Testimony of Representative Craig Hickman for LD 297: An Act To Require Forest Rangers To be Trained in Order To Allow Them To Carry Firearms, Before the Joint Standing Committee on Criminal Justice and Public Safety
April 24, 2013
Good afternoon Senator Gerzofsky, Representative Dion and other distinguished members of the Joint Standing Committee on Criminal Justice and Public Safety. My name is Craig Hickman, I represent District 82, Winthrop and Readfield, and I stand before you today in full support of LD 297, “An Act To Require Forest Rangers To be Trained in Order To Allow Them To Carry Firearms.”
On February 17, 2013, I received an email from Mr. Al Godfrey, a constituent of mine. He wrote as follows:
“As you are aware I spend many months each year up in the unorganized territories and encounter the Forest Rangers on a regular basis. Up in the big woods we have very limited law enforcement and arming them would be a major step in the right direction. It makes no sense that I am licensed to carry a firearm via my hunting license and concealed weapon permit and yet they trying to enforce laws aren't allowed to be protected. On a number of occasions I have discussed with them coming upon an illegal bonfire where large amounts of alcohol and illicit drugs are being consumed and they are defenseless to do anything. Also confronting timber theft or breaking and entering private property. They, and us residents up there, deserve this protection. Thanking you in advance for your kind consideration in this regard, I remain...”
I wrote back asking him for a bit of history, and he replied:
“From my recollection the Forest Rangers were allowed to carry protective weapons up until 15 + years ago and the Commissioner of Conservation at that time decided that he didn't want them to do so any longer and had the statute changed. Today's activities in the forest land have changed immensely since then and as I stated in my first email those of us up in the big woods have very little protection and this would help everyone as well as the rangers trying to do the job. Hope this helps.”
So I’m scratching my head wondering what happened. Mr. Godfrey is a well-respected member of my community who’s been around a long time, and this was the first time he contacted me directly about anything. When he asks you to get to the bottom of something, you get to the bottom of it. I was determined to research the issue and gather information, though I wasn’t exactly sure where to begin.
Within days, as though a prayer was being answered, I received an email from a Forest Ranger who believed this legislation would be coming before the Joint Standing Committee on Agriculture, Conservation and Forestry, on which I serve, and so he told me his story. A story which led to extensive conversations. Conversations which led to more stories from other dedicated and hard-working Forest Rangers. A collection of compelling stories that ultimately revealed to me a troubling reality: Forest Rangers, past and present, have had little to no voice in the biggest issues that affect their mission on the ground.
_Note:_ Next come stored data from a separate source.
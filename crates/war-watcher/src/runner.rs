//! Action runner: executes the command chain when a path settles.
//!
//! [`ChainRunner`] walks the [`CommandChain`] in order. Each command is
//! launched as a child process with its output captured; the output is
//! logged line by line once the process exits. The first command that fails
//! to launch or exits non-zero ends the chain, and the remaining commands are
//! skipped for this trigger only.
//!
//! The runner is reached through the [`ActionHandler`] trait so the debounce
//! engine does not depend on process execution.

use std::fmt;
use std::process::{ExitStatus, Stdio};
use std::sync::Arc;

use futures_util::future::BoxFuture;
use tokio::process::Command;
use tracing::{debug, info, warn};
use war_core::{CommandChain, CommandSpec};

use crate::events::WatchEvent;

/// Work performed when a path's debounce timer fires.
///
/// Implementations run on the timer's own task, so they may take as long as
/// they need without holding up the event loop or other paths.
pub trait ActionHandler: Send + Sync + 'static {
    /// Handles the most recent relevant event of a settled path.
    fn handle(&self, event: WatchEvent) -> BoxFuture<'_, ()>;
}

/// How a single command ended.
#[derive(Debug)]
pub enum StepStatus {
    /// The process exited successfully.
    Succeeded,
    /// The process ran and exited unsuccessfully.
    Failed(ExitStatus),
    /// The process could not be started.
    LaunchFailed(std::io::Error),
}

impl StepStatus {
    /// Returns `true` if the command succeeded.
    #[inline]
    #[must_use]
    pub const fn is_success(&self) -> bool {
        matches!(self, Self::Succeeded)
    }
}

impl fmt::Display for StepStatus {
    fn fmt(&self, f: &mut fmt::Formatter<'_>) -> fmt::Result {
        match self {
            Self::Succeeded => f.write_str("ok"),
            Self::Failed(status) => write!(f, "{status}"),
            Self::LaunchFailed(error) => write!(f, "{error}"),
        }
    }
}

/// The result of running one command of the chain.
#[derive(Debug)]
pub struct StepReport {
    /// The command line that ran.
    pub command: String,

    /// How the command ended.
    pub status: StepStatus,

    /// Captured standard output followed by standard error.
    pub output: String,
}

/// The result of one pass over the command chain.
#[derive(Debug, Default)]
pub struct ChainOutcome {
    /// Commands that ran, in order. Only the last one can have failed.
    pub steps: Vec<StepReport>,

    /// Commands that did not run because an earlier command failed.
    pub skipped: usize,
}

impl ChainOutcome {
    /// Returns `true` if every command ran and succeeded.
    #[must_use]
    pub fn succeeded(&self) -> bool {
        self.skipped == 0 && self.steps.iter().all(|step| step.status.is_success())
    }

    /// Returns the command that ended the chain early, if any.
    #[must_use]
    pub fn failed_step(&self) -> Option<&StepReport> {
        self.steps.last().filter(|step| !step.status.is_success())
    }

    /// Returns the command lines that ran, in order.
    pub fn commands(&self) -> impl Iterator<Item = &str> {
        self.steps.iter().map(|step| step.command.as_str())
    }

    /// Summarizes the outcome for structured logging.
    #[must_use]
    pub fn summary(&self) -> ChainSummary {
        ChainSummary {
            ran: self.steps.len(),
            skipped: self.skipped,
            succeeded: self.succeeded(),
            failed_command: self.failed_step().map(|step| step.command.clone()),
        }
    }
}

/// Compact view of a [`ChainOutcome`], logged once the chain finishes.
#[derive(Debug, Clone, Default, PartialEq, Eq)]
pub struct ChainSummary {
    /// Number of commands that ran.
    pub ran: usize,

    /// Number of commands skipped after a failure.
    pub skipped: usize,

    /// Whether every command succeeded.
    pub succeeded: bool,

    /// The command that failed, if any.
    pub failed_command: Option<String>,
}

/// Runs a [`CommandChain`] with stop-on-first-failure semantics.
///
/// The chain is shared read-only; cloning the runner is cheap.
#[derive(Debug, Clone)]
pub struct ChainRunner {
    chain: Arc<CommandChain>,
}

impl ChainRunner {
    /// Creates a runner for the given chain.
    #[must_use]
    pub fn new(chain: CommandChain) -> Self {
        Self {
            chain: Arc::new(chain),
        }
    }

    /// Returns the chain this runner executes.
    #[must_use]
    pub fn chain(&self) -> &CommandChain {
        &self.chain
    }

    /// Runs the chain once, in order, stopping at the first failure.
    pub async fn run(&self) -> ChainOutcome {
        let mut outcome = ChainOutcome::default();

        for (index, spec) in self.chain.iter().enumerate() {
            let step = run_step(spec).await;

            for line in step.output.lines() {
                info!("{line}");
            }

            let failed = !step.status.is_success();
            if failed {
                warn!("failed to run {}: {}", step.command, step.status);
            }
            outcome.steps.push(step);

            if failed {
                outcome.skipped = self.chain.len() - index - 1;
                break;
            }
        }

        outcome
    }
}

impl ActionHandler for ChainRunner {
    fn handle(&self, event: WatchEvent) -> BoxFuture<'_, ()> {
        Box::pin(async move {
            info!("{event}");
            let summary = self.run().await.summary();
            debug!(
                path = %event.path,
                ran = summary.ran,
                skipped = summary.skipped,
                succeeded = summary.succeeded,
                failed_command = summary.failed_command.as_deref(),
                "Command chain finished"
            );
        })
    }
}

/// Launches one command and waits for it, capturing its output.
async fn run_step(spec: &CommandSpec) -> StepReport {
    debug!(command = %spec, "Running command");

    let result = Command::new(spec.program())
        .args(spec.args())
        .stdin(Stdio::null())
        .output()
        .await;

    let (status, output) = match result {
        Ok(output) => {
            let mut text = String::from_utf8_lossy(&output.stdout).into_owned();
            text.push_str(&String::from_utf8_lossy(&output.stderr));

            let status = if output.status.success() {
                StepStatus::Succeeded
            } else {
                StepStatus::Failed(output.status)
            };
            (status, text)
        }
        Err(error) => (StepStatus::LaunchFailed(error), String::new()),
    };

    StepReport {
        command: spec.line().to_owned(),
        status,
        output,
    }
}

#[cfg(all(test, unix))]
mod tests {
    use super::*;

    fn runner(lines: &[&str]) -> ChainRunner {
        ChainRunner::new(CommandChain::parse(lines).unwrap())
    }

    #[tokio::test]
    async fn test_runs_every_command_in_order() {
        let outcome = runner(&["echo A", "echo B"]).run().await;

        assert!(outcome.succeeded());
        assert_eq!(outcome.commands().collect::<Vec<_>>(), ["echo A", "echo B"]);
        assert_eq!(outcome.steps[0].output, "A\n");
        assert_eq!(outcome.steps[1].output, "B\n");
        assert_eq!(outcome.skipped, 0);
    }

    #[tokio::test]
    async fn test_stops_at_first_failure() {
        let outcome = runner(&["false", "echo never"]).run().await;

        assert!(!outcome.succeeded());
        assert_eq!(outcome.commands().collect::<Vec<_>>(), ["false"]);
        assert_eq!(outcome.skipped, 1);
        assert!(matches!(outcome.steps[0].status, StepStatus::Failed(_)));
        assert!(outcome.steps.iter().all(|step| !step.output.contains("never")));
    }

    #[tokio::test]
    async fn test_failure_in_middle_skips_the_rest() {
        let outcome = runner(&["echo A", "false", "echo C"]).run().await;

        assert_eq!(outcome.commands().collect::<Vec<_>>(), ["echo A", "false"]);
        assert_eq!(outcome.skipped, 1);
        assert_eq!(outcome.failed_step().map(|s| s.command.as_str()), Some("false"));
    }

    #[tokio::test]
    async fn test_launch_failure_stops_chain() {
        let outcome = runner(&["war-test-no-such-program-xyz", "echo never"])
            .run()
            .await;

        assert_eq!(outcome.steps.len(), 1);
        assert!(matches!(
            outcome.steps[0].status,
            StepStatus::LaunchFailed(_)
        ));
        assert_eq!(outcome.skipped, 1);
    }

    #[tokio::test]
    async fn test_captures_stderr_after_stdout() {
        let outcome = runner(&["ls /war-test-missing-directory"]).run().await;

        let step = &outcome.steps[0];
        assert!(matches!(step.status, StepStatus::Failed(_)));
        assert!(step.output.contains("war-test-missing-directory"));
    }

    #[tokio::test]
    async fn test_summary() {
        let outcome = runner(&["true", "false", "true", "true"]).run().await;

        assert_eq!(
            outcome.summary(),
            ChainSummary {
                ran: 2,
                skipped: 2,
                succeeded: false,
                failed_command: Some("false".to_owned()),
            }
        );
    }

    #[tokio::test]
    async fn test_empty_chain_runs_nothing() {
        let outcome = ChainRunner::new(CommandChain::default()).run().await;

        assert!(outcome.succeeded());
        assert!(outcome.steps.is_empty());
        assert_eq!(
            outcome.summary(),
            ChainSummary {
                succeeded: true,
                ..ChainSummary::default()
            }
        );
    }
}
One of our colleagues here in the Maine House said, on microphone during a work session, mind you, that state employees—which, by the way, we all are, whether elected or not—would simply do what we told them to do. That we have no duty as elected public servants to listen to them.
Well, I beg to differ.
When I ran for office, I pledged to be a voice for those who cry in the dark. Imagine my surprise, then, when I became painfully aware that a group of law enforcement officials who protect one of our most valuable resources and face some of the most dangerous situations in the line of duty are among those who cry in the dark. The Forest Protection Unit is understaffed (as of this writing, up to eight candidates who have passed background checks, lie detector tests and other rigorous screenings and training are waiting anxiously to fill the unfilled positions for which the department already has the money), many Forest Rangers feel underappreciated and undervalued and still they absolutely love their work and take great pride in it.
Today, you will hear their voices, loud and clear.
This is Maine. God’s country. Gun country, as some call it. This is Maine. Our law enforcement officials—all of them—need to be armed in order to ensure their safety so they can perform their duties most effectively.
I humbly ask that you vote ought to pass—unanimously—on LD 297. Thank you.